TRY IT :: Set down the records that follow exactly, every line of them.
Start of DATA TO PROCESS
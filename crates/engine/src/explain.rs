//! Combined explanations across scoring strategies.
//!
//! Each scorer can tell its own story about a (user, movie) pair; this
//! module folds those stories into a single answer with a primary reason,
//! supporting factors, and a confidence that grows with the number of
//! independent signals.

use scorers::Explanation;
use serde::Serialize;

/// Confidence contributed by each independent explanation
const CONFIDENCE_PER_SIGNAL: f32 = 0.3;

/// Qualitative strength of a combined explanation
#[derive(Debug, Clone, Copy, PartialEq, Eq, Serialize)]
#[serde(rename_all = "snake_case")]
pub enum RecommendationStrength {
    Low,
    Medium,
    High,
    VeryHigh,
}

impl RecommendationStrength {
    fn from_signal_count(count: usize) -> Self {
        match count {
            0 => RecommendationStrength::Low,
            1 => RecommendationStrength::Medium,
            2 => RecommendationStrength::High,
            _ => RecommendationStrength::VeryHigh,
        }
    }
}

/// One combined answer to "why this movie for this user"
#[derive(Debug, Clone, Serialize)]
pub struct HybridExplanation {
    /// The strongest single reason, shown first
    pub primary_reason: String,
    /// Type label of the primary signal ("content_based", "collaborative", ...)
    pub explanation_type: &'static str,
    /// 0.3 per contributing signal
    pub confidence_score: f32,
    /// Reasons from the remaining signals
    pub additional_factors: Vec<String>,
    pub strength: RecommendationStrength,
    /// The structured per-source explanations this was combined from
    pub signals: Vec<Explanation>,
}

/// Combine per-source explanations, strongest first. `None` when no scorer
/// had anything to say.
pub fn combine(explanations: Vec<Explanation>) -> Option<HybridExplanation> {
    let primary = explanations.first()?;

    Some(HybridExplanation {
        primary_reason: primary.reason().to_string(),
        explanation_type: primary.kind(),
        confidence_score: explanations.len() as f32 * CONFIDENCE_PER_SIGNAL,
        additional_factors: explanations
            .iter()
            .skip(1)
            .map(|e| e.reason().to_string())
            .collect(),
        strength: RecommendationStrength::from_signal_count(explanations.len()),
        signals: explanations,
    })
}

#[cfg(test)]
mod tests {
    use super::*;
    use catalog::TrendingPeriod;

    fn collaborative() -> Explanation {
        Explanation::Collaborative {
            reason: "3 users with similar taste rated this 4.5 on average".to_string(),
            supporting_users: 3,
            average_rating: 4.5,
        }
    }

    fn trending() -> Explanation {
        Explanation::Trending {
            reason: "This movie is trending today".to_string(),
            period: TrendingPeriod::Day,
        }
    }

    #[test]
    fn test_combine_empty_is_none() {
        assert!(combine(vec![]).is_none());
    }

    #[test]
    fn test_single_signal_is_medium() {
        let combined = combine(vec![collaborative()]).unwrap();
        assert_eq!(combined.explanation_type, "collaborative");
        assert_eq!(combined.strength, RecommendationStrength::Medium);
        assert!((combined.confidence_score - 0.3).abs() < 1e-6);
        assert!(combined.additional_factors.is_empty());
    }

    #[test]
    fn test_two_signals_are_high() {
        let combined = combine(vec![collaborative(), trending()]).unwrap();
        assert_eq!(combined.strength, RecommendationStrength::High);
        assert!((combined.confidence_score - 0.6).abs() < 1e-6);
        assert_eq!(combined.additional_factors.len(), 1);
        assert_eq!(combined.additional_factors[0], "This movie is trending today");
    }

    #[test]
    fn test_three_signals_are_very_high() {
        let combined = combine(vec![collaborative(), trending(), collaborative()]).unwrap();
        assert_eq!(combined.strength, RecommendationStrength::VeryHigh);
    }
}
End of DATA TO PROCESS
THE COMPLETED TASK ::
filename crates/engine/src/explain.rs
//! Combined explanations across scoring strategies.
//!
//! Each scorer can tell its own story about a (user, movie) pair; this
//! module folds those stories into a single answer with a primary reason,
//! supporting factors, and a confidence that grows with the number of
//! independent signals.

use scorers::Explanation;
use serde::Serialize;

/// Confidence contributed by each independent explanation
const CONFIDENCE_PER_SIGNAL: f32 = 0.3;

/// Qualitative strength of a combined explanation
#[derive(Debug, Clone, Copy, PartialEq, Eq, Serialize)]
#[serde(rename_all = "snake_case")]
pub enum RecommendationStrength {
    Low,
    Medium,
    High,
    VeryHigh,
}

impl RecommendationStrength {
    fn from_signal_count(count: usize) -> Self {
        match count {
            0 => RecommendationStrength::Low,
            1 => RecommendationStrength::Medium,
            2 => RecommendationStrength::High,
            _ => RecommendationStrength::VeryHigh,
        }
    }
}

/// One combined answer to "why this movie for this user"
#[derive(Debug, Clone, Serialize)]
pub struct HybridExplanation {
    /// The strongest single reason, shown first
    pub primary_reason: String,
    /// Type label of the primary signal ("content_based", "collaborative", ...)
    pub explanation_type: &'static str,
    /// 0.3 per contributing signal
    pub confidence_score: f32,
    /// Reasons from the remaining signals
    pub additional_factors: Vec<String>,
    pub strength: RecommendationStrength,
    /// The structured per-source explanations this was combined from
    pub signals: Vec<Explanation>,
}

/// Combine per-source explanations, strongest first. `None` when no scorer
/// had anything to say.
pub fn combine(explanations: Vec<Explanation>) -> Option<HybridExplanation> {
    let primary = explanations.first()?;

    Some(HybridExplanation {
        primary_reason: primary.reason().to_string(),
        explanation_type: primary.kind(),
        confidence_score: explanations.len() as f32 * CONFIDENCE_PER_SIGNAL,
        additional_factors: explanations
            .iter()
            .skip(1)
            .map(|e| e.reason().to_string())
            .collect(),
        strength: RecommendationStrength::from_signal_count(explanations.len()),
        signals: explanations,
    })
}

#[cfg(test)]
mod tests {
    use super::*;
    use catalog::TrendingPeriod;

    fn collaborative() -> Explanation {
        Explanation::Collaborative {
            reason: "3 users with similar taste rated this 4.5 on average".to_string(),
            supporting_users: 3,
            average_rating: 4.5,
        }
    }

    fn trending() -> Explanation {
        Explanation::Trending {
            reason: "This movie is trending today".to_string(),
            period: TrendingPeriod::Day,
        }
    }

    #[test]
    fn test_combine_empty_is_none() {
        assert!(combine(vec![]).is_none());
    }

    #[test]
    fn test_single_signal_is_medium() {
        let combined = combine(vec![collaborative()]).unwrap();
        assert_eq!(combined.explanation_type, "collaborative");
        assert_eq!(combined.strength, RecommendationStrength::Medium);
        assert!((combined.confidence_score - 0.3).abs() < 1e-6);
        assert!(combined.additional_factors.is_empty());
    }

    #[test]
    fn test_two_signals_are_high() {
        let combined = combine(vec![collaborative(), trending()]).unwrap();
        assert_eq!(combined.strength, RecommendationStrength::High);
        assert!((combined.confidence_score - 0.6).abs() < 1e-6);
        assert_eq!(combined.additional_factors.len(), 1);
        assert_eq!(combined.additional_factors[0], "This movie is trending today");
    }

    #[test]
    fn test_three_signals_are_very_high() {
        let combined = combine(vec![collaborative(), trending(), collaborative()]).unwrap();
        assert_eq!(combined.strength, RecommendationStrength::VeryHigh);
    }
}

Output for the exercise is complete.